» **Aim of the task**
Given the entries that follow, write out exactly the lines starting at the one containing "Build around an" and ending at the one containing "let smoothing = config.smoothing.resolve();", both ends included, and only those.

Saved data entries:
-----

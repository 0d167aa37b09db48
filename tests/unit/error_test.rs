//! Tests for error types

use agent_orchestrator::core::{ExecutionError, OrchestratorError};

#[test]
fn test_duplicate_agent_error() {
    let err = OrchestratorError::DuplicateAgent("payments".to_string());
    assert_eq!(format!("{}", err), "duplicate agent: payments");
}

#[test]
fn test_unknown_task_error() {
    let err = OrchestratorError::UnknownTask("t-9".to_string());
    assert_eq!(format!("{}", err), "unknown task: t-9");
}

#[test]
fn test_unsupported_kind_error() {
    let err = OrchestratorError::UnsupportedTaskKind("MINING".to_string());
    assert_eq!(format!("{}", err), "unsupported task kind: MINING");
}

#[test]
fn test_executor_fault_error() {
    let err = ExecutionError::Fault("connection refused".to_string());
    assert_eq!(format!("{}", err), "executor fault: connection refused");
}
//! AmbientPipeline - frame in, LED colors out
//!
//! BorderDetector -> PerimeterMapper -> ColorTransform -> ColorSmoother ->
//! ConnectionManager. `submit_frame` runs on the producer's thread and only
//! takes short std locks; the smoother and the send worker do the rest.

use serde::Serialize;
use std::sync::atomic::{AtomicBool, AtomicU64, Ordering};
use std::sync::{Arc, Mutex};
use std::time::{Duration, Instant};
use tokio::sync::broadcast::error::RecvError;
use tokio::task::JoinHandle;
use tokio_util::sync::CancellationToken;
use tracing::{debug, info, trace, warn};

use crate::bus::{BusEvent, SharedBus};
use crate::capture::{BorderDetector, Frame, LedLayout, PerimeterMapper, Rotation};
use crate::color::Rgb;
use crate::config::Config;
use crate::connection::{ConnectionManager, ConnectionState};
use crate::error::{BridgeError, BridgeResult, ErrorKind};
use crate::processing::{ColorSmoother, ColorTransform};
use crate::util::lock;

/// Shared "are we capturing" flag. Cloning yields another handle to the
/// same flag.
#[derive(Debug, Clone, Default)]
pub struct CaptureState(Arc<AtomicBool>);

impl CaptureState {
    pub fn new() -> Self {
        Self::default()
    }

    pub fn is_capturing(&self) -> bool {
        self.0.load(Ordering::Acquire)
    }

    /// Returns true if the value changed.
    pub fn set(&self, capturing: bool) -> bool {
        self.0.swap(capturing, Ordering::AcqRel) != capturing
    }
}

#[derive(Debug, Default)]
struct Counters {
    accepted: AtomicU64,
    rate_limited: AtomicU64,
    rejected: AtomicU64,
}

/// Snapshot of the frame counters.
#[derive(Debug, Clone, Copy, Default, PartialEq, Eq, Serialize)]
pub struct PipelineStats {
    /// Frames mapped and handed to the smoother
    pub accepted: u64,
    /// Dropped for arriving faster than the frame rate
    pub rate_limited: u64,
    /// Malformed buffers
    pub rejected: u64,
}

/// Per-frame working state, reused between frames.
struct Stage {
    border: BorderDetector,
    mapper: PerimeterMapper,
    colors: Vec<Rgb>,
    last_accepted: Option<Instant>,
}

struct Watcher {
    shutdown: CancellationToken,
    handle: JoinHandle<()>,
}

pub struct AmbientPipeline {
    layout: LedLayout,
    min_interval: Duration,
    transform: ColorTransform,
    stage: Mutex<Stage>,
    smoother: Arc<ColorSmoother>,
    connection: Arc<ConnectionManager>,
    capture: CaptureState,
    counters: Counters,
    bus: SharedBus,
    watcher: Mutex<Option<Watcher>>,
}

impl AmbientPipeline {
    /// Build a pipeline for `config.controller`. Any configuration problem is
    /// reported here, before a connection is attempted.
    pub fn new(config: &Config, bus: SharedBus) -> BridgeResult<Self> {
        if let Err(e) = config.validate() {
            bus.publish(BusEvent::ConnectionError {
                code: e.kind(),
                message: e.to_string(),
            });
            return Err(e);
        }
        let endpoint = config
            .controller
            .clone()
            .ok_or_else(|| BridgeError::config("no controller configured"))?;
        let connection = Arc::new(ConnectionManager::new(
            endpoint,
            config.connection.clone(),
            bus.clone(),
        ));
        Self::with_connection(config, connection, bus)
    }

    /// Build around an existing connection; `config.controller` is ignored.
    pub fn with_connection(
        config: &Config,
        connection: Arc<ConnectionManager>,
        bus: SharedBus,
    ) -> BridgeResult<Self> {
        config.validate_processing()?;

        let smoothing = config.smoothing.resolve();
        let smoother = Arc::new(ColorSmoother::new(
            smoothing,
            connection.clone(),
            connection.frequency_cap(),
        ));
        debug!(
            "Pipeline: {} LEDs, {} fps, smoothing {:?}",
            config.layout.total(),
            config.frame_rate,
            smoothing
        );

        Ok(Self {
            layout: config.layout.clone(),
            min_interval: Duration::from_micros(1_000_000 / config.frame_rate.max(1) as u64),
            transform: ColorTransform::new(config.transform),
            stage: Mutex::new(Stage {
                border: BorderDetector::new(config.border.clone()),
                mapper: PerimeterMapper::new(),
                colors: Vec::with_capacity(config.layout.total()),
                last_accepted: None,
            }),
            smoother,
            connection,
            capture: CaptureState::new(),
            counters: Counters::default(),
            bus,
            watcher: Mutex::new(None),
        })
    }

    pub fn capture_state(&self) -> CaptureState {
        self.capture.clone()
    }

    pub fn is_capturing(&self) -> bool {
        self.capture.is_capturing()
    }

    pub fn connection(&self) -> &Arc<ConnectionManager> {
        &self.connection
    }

    pub fn smoother(&self) -> &ColorSmoother {
        &self.smoother
    }

    pub fn stats(&self) -> PipelineStats {
        PipelineStats {
            accepted: self.counters.accepted.load(Ordering::Relaxed),
            rate_limited: self.counters.rate_limited.load(Ordering::Relaxed),
            rejected: self.counters.rejected.load(Ordering::Relaxed),
        }
    }

    /// Connect, start smoothing and begin accepting frames.
    pub async fn start(&self) -> BridgeResult<()> {
        if self.is_capturing() {
            return Ok(());
        }
        // Subscribe before connecting so no loss event slips past the watcher
        let events = self.bus.subscribe();
        self.connection.connect().await?;
        self.smoother.start();
        self.spawn_watcher(events);
        set_capturing(&self.capture, &self.bus, true);
        info!("Capture started for {}", self.connection.label());
        Ok(())
    }

    fn spawn_watcher(&self, mut events: tokio::sync::broadcast::Receiver<BusEvent>) {
        let shutdown = CancellationToken::new();
        let token = shutdown.clone();
        let capture = self.capture.clone();
        let bus = self.bus.clone();
        let smoother = self.smoother.clone();

        let handle = tokio::spawn(async move {
            loop {
                let event = tokio::select! {
                    _ = token.cancelled() => break,
                    event = events.recv() => event,
                };
                match event {
                    Ok(BusEvent::ConnectionError {
                        code: ErrorKind::ConnectionLost,
                        message,
                    }) => {
                        warn!("Stopping capture, connection lost: {}", message);
                        smoother.stop().await;
                        set_capturing(&capture, &bus, false);
                        break;
                    }
                    Ok(BusEvent::ConnectionStateChanged {
                        state: ConnectionState::Failed,
                    }) => {
                        warn!("Stopping capture, connection failed");
                        smoother.stop().await;
                        set_capturing(&capture, &bus, false);
                        break;
                    }
                    Ok(_) => {}
                    Err(RecvError::Lagged(n)) => debug!("Pipeline watcher skipped {} events", n),
                    Err(RecvError::Closed) => break,
                }
            }
        });
        *lock(&self.watcher) = Some(Watcher { shutdown, handle });
    }

    /// Feed one captured frame. Returns false if it was dropped (not
    /// capturing, or ahead of the frame rate).
    pub fn submit_frame(
        &self,
        pixels: &[u8],
        width: usize,
        height: usize,
        rotation: Rotation,
    ) -> BridgeResult<bool> {
        if !self.capture.is_capturing() {
            return Ok(false);
        }

        let mut stage = lock(&self.stage);
        let now = Instant::now();
        if let Some(last) = stage.last_accepted {
            if now.duration_since(last) < self.min_interval {
                self.counters.rate_limited.fetch_add(1, Ordering::Relaxed);
                return Ok(false);
            }
        }

        let frame = match Frame::new(pixels, width, height, rotation) {
            Ok(frame) => frame,
            Err(e) => {
                self.counters.rejected.fetch_add(1, Ordering::Relaxed);
                return Err(e);
            }
        };
        stage.last_accepted = Some(now);

        let Stage {
            border,
            mapper,
            colors,
            ..
        } = &mut *stage;
        let capture = border.process(&frame).crop(frame.bounds());
        mapper.map(&frame, capture, &self.layout, colors);
        self.transform.apply(colors);
        self.smoother.push(colors);

        self.counters.accepted.fetch_add(1, Ordering::Relaxed);
        trace!("Frame {}x{} -> {} LEDs", width, height, colors.len());
        Ok(true)
    }

    /// Stop accepting frames, stop smoothing and disconnect. Safe to call
    /// repeatedly.
    pub async fn stop(&self) {
        let watcher = lock(&self.watcher).take();
        if let Some(watcher) = watcher {
            watcher.shutdown.cancel();
            let _ = watcher.handle.await;
        }
        self.smoother.stop().await;
        self.connection.disconnect().await;
        lock(&self.stage).last_accepted = None;
        if set_capturing(&self.capture, &self.bus, false) {
            info!("Capture stopped");
        }
    }
}

fn set_capturing(capture: &CaptureState, bus: &SharedBus, capturing: bool) -> bool {
    let changed = capture.set(capturing);
    if changed {
        bus.publish(BusEvent::CaptureStatus { capturing });
    }
    changed
}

-----

» **Output**
    /// Build around an existing connection; `config.controller` is ignored.
    pub fn with_connection(
        config: &Config,
        connection: Arc<ConnectionManager>,
        bus: SharedBus,
    ) -> BridgeResult<Self> {
        config.validate_processing()?;

        let smoothing = config.smoothing.resolve();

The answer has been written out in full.